Trotzdem: Wenn die Kleinaktionäre in kleinen Konferenzräumen in Hamburger Hotels zusammen kamen, ging es stets auch nostalgisch zu. Die Gesandten aus Ulm, die nach dem Tod des langjährigen Firmenchefs Werner Harder im Frühjahr 2009 gleich zweimal kurz nacheinander ausgetauscht wurden, wirkten dabei zwar selbst wie Zaungäste. Doch das kleine Reichelt-Sekretariat in der Hamburger Phoenix-Niederlassung achtete darauf, dass immer wieder auch Ehrengäste aus vergangenen Zeiten eingeladen wurden.
Warum Adolf Merckle Reichelt nie komplett übernahm, darüber kann nur spekuliert werden. Eine Frage des Preises, sagen die einen. Hobby, sagen die anderen. Was seltsam klingt, könnte einen wahren Kern haben: Als Chef des Aufsichtsrats zoffte sich der Multimilliardär bis 2007 regelmäßig bei den Hauptversammlungen mit seinen Mitaktionären. Und ein Fan von überschaubaren Verhältnissen in der Unternehmensgruppe war Merckle bekanntermaßen ohnehin nicht.
Jetzt ist Gaßmann also ausgestiegen. Zu den Hintergründen will er sich derzeit nicht äußern. Für die übrigen Kleinaktionäre gibt es rund 400 Euro als Abfindung. Finanziell dürfte sich der lange Atem der Reichelt-Anhänger damit ausgezahlt haben: Der Börsenkurs hatte in den 90er-Jahren noch bei rund 30 Euro gelegen und war im Juli 2008 auf 750 Euro geklettert.
Damit gehörten die Reichelt-Anteile – ebenso wie die von Hageda – eine Zeitlang zu den teuersten Aktien in Deutschland. Bereits 2007 waren die Anteilseigner des Kölner Großhändlers ausbezahlt worden: Bei einem Nennwert von 25 Euro gab es 2231 Euro je Anteilsschein. Auch die Stumpf-Aktionäre wurden vor fünf Jahren abgefunden.

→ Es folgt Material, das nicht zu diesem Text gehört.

//! Process start time.

use std::time::{Duration, Instant};

use chrono::{DateTime, SecondsFormat, Utc};

/// Wall-clock and monotonic start of the process, captured once.
#[derive(Debug, Clone, Copy)]
pub struct ProcessClock {
    started_at: DateTime<Utc>,
    started: Instant,
}

impl ProcessClock {
    /// Capture the current instant as the process start.
    pub fn start() -> Self {
        Self {
            started_at: Utc::now(),
            started: Instant::now(),
        }
    }

    pub fn started_at(&self) -> DateTime<Utc> {
        self.started_at
    }

    /// Start time as RFC 3339 with second precision.
    pub fn started_at_rfc3339(&self) -> String {
        self.started_at.to_rfc3339_opts(SecondsFormat::Secs, true)
    }

    /// Time since start, rounded to the nearest second.
    pub fn uptime(&self) -> Duration {
        let elapsed = self.started.elapsed();
        let secs = elapsed.as_secs() + u64::from(elapsed.subsec_millis() >= 500);
        Duration::from_secs(secs)
    }
}

/// Render a duration as `1h2m3s`, `4m0s` or `5s`.
pub fn format_uptime(d: Duration) -> String {
    let total = d.as_secs();
    let (h, m, s) = (total / 3600, total / 60 % 60, total % 60);
    if h > 0 {
        format!("{}h{}m{}s", h, m, s)
    } else if m > 0 {
        format!("{}m{}s", m, s)
    } else {
        format!("{}s", s)
    }
}

#[cfg(test)]
mod tests {
    use super::*;

    #[test]
    fn test_format_uptime() {
        assert_eq!(format_uptime(Duration::ZERO), "0s");
        assert_eq!(format_uptime(Duration::from_secs(59)), "59s");
        assert_eq!(format_uptime(Duration::from_secs(240)), "4m0s");
        assert_eq!(format_uptime(Duration::from_secs(3723)), "1h2m3s");
        assert_eq!(format_uptime(Duration::from_secs(90_000)), "25h0m0s");
    }

    #[test]
    fn test_clock_uptime_starts_near_zero() {
        let clock = ProcessClock::start();
        assert!(clock.uptime() <= Duration::from_secs(1));
        assert!(clock.started_at_rfc3339().ends_with('Z'));
    }
}
use chrono::{Days, NaiveDate};

use crate::error::CalendarError;
use crate::models::day_state::DayState;
use crate::models::times::DailyTimes;
use crate::models::tracking_period::PERIOD_DAYS;
use crate::service::day_state_service::DayStateStore;

pub const VIEW_TITLE: &str = "Ramadan 2026 - 30 Days";

#[derive(Debug, Clone, PartialEq, Eq)]
pub enum CellTimes {
    Pending,
    Resolved(DailyTimes),
}

#[derive(Debug, Clone, PartialEq, Eq)]
pub struct CalendarCell {
    pub day: u8,
    pub date: NaiveDate,
    pub label: String,
    pub state: DayState,
    pub times: CellTimes,
}

#[derive(Debug, Clone, Copy, PartialEq, Eq, Default)]
pub struct Progress {
    pub completed: usize,
    pub total: usize,
}

impl Progress {
    /// Fill percentage, clamped to 100 for foreign out-of-range entries.
    pub fn percentage(&self) -> f64 {
        if self.total == 0 {
            return 0.0;
        }
        (self.completed as f64 / self.total as f64 * 100.0).min(100.0)
    }

    pub fn label(&self) -> String {
        format!("{} / {} days", self.completed, self.total)
    }
}

/// Result of one per-cell fetch, tagged with the render it was issued for.
#[derive(Debug, Clone, PartialEq, Eq)]
pub struct CellTimesUpdate {
    pub epoch: u64,
    pub day: u8,
    pub times: DailyTimes,
}

/// Render model for the 30-day grid.
///
/// `rebuild` starts a new epoch; `apply_times` only accepts results issued
/// for the current one.
#[derive(Debug, Default)]
pub struct CalendarView {
    epoch: u64,
    start_date: Option<NaiveDate>,
    location: String,
    cells: Vec<CalendarCell>,
    progress: Progress,
}

impl CalendarView {
    pub fn new() -> Self {
        Self::default()
    }

    pub fn rebuild(&mut self, store: &DayStateStore) -> u64 {
        self.epoch += 1;
        let start = store.start_date();
        self.start_date = Some(start);
        self.location = store.location().to_string();
        self.cells = (1..=PERIOD_DAYS)
            .filter_map(|day| {
                let date = start.checked_add_days(Days::new(u64::from(day - 1)))?;
                Some(CalendarCell {
                    day,
                    date,
                    label: day_label(date),
                    state: store.get_state(i64::from(day)),
                    times: CellTimes::Pending,
                })
            })
            .collect();
        self.refresh_progress(store);
        tracing::debug!(epoch = self.epoch, %start, "calendar grid rebuilt");
        self.epoch
    }

    /// Cycles one day and repaints only that cell and the progress readout.
    pub async fn toggle_day(
        &mut self,
        store: &mut DayStateStore,
        day: i64,
    ) -> Result<DayState, CalendarError> {
        let index = self
            .cells
            .iter()
            .position(|cell| i64::from(cell.day) == day)
            .ok_or(CalendarError::UnknownDay(day))?;

        let state = store.cycle(day).await?;
        self.cells[index].state = state;
        self.refresh_progress(store);
        Ok(state)
    }

    /// Returns false, leaving the grid untouched, for a superseded epoch.
    pub fn apply_times(&mut self, update: CellTimesUpdate) -> bool {
        if update.epoch != self.epoch {
            tracing::debug!(
                day = update.day,
                stale = update.epoch,
                current = self.epoch,
                "discarding stale fasting times"
            );
            return false;
        }
        match self.cells.iter_mut().find(|cell| cell.day == update.day) {
            Some(cell) => {
                cell.times = CellTimes::Resolved(update.times);
                true
            }
            None => false,
        }
    }

    /// `(day, date)` pairs still waiting for fasting times.
    pub fn fetch_plan(&self) -> Vec<(u8, NaiveDate)> {
        self.cells
            .iter()
            .filter(|cell| cell.times == CellTimes::Pending)
            .map(|cell| (cell.day, cell.date))
            .collect()
    }

    pub fn pending_count(&self) -> usize {
        self.cells
            .iter()
            .filter(|cell| cell.times == CellTimes::Pending)
            .count()
    }

    pub fn epoch(&self) -> u64 {
        self.epoch
    }

    pub fn start_date(&self) -> Option<NaiveDate> {
        self.start_date
    }

    pub fn location(&self) -> &str {
        &self.location
    }

    pub fn cells(&self) -> &[CalendarCell] {
        &self.cells
    }

    pub fn cell(&self, day: u8) -> Option<&CalendarCell> {
        self.cells.iter().find(|cell| cell.day == day)
    }

    pub fn progress(&self) -> Progress {
        self.progress
    }

    fn refresh_progress(&mut self, store: &DayStateStore) {
        self.progress = Progress {
            completed: store.completed_count(),
            total: usize::from(PERIOD_DAYS),
        };
    }
}

/// `"Feb 17"` style label.
pub fn day_label(date: NaiveDate) -> String {
    date.format("%b %-d").to_string()
}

Die Gründe für die hohe Bewertung liegen in der engen Verflechtung der Firmen mit Phoenix: Alle vier Unternehmen halten substantielle Anteile am Mannheimer Pharmahändler. Als Verpächter verschiedener Niederlassungen erhalten die Unternehmen außerdem Einnahmen aus Verträgen mit der deutschen Großhandelstochter – und übrigens auch mit dem formal nicht mehr zur Gruppe gehörenden Münchener Großhändler Hageda-Stumpf. Dieses Modell der Betriebspacht wurde langfristig angelegt: Alleine der Vertrag mit Stumpf läuft bis 2025. Ob Merckle die verflochtene Struktur aufrecht erhält, wenn der letzte Kleinaktionär ausbezahlt ist, wird sich zeigen.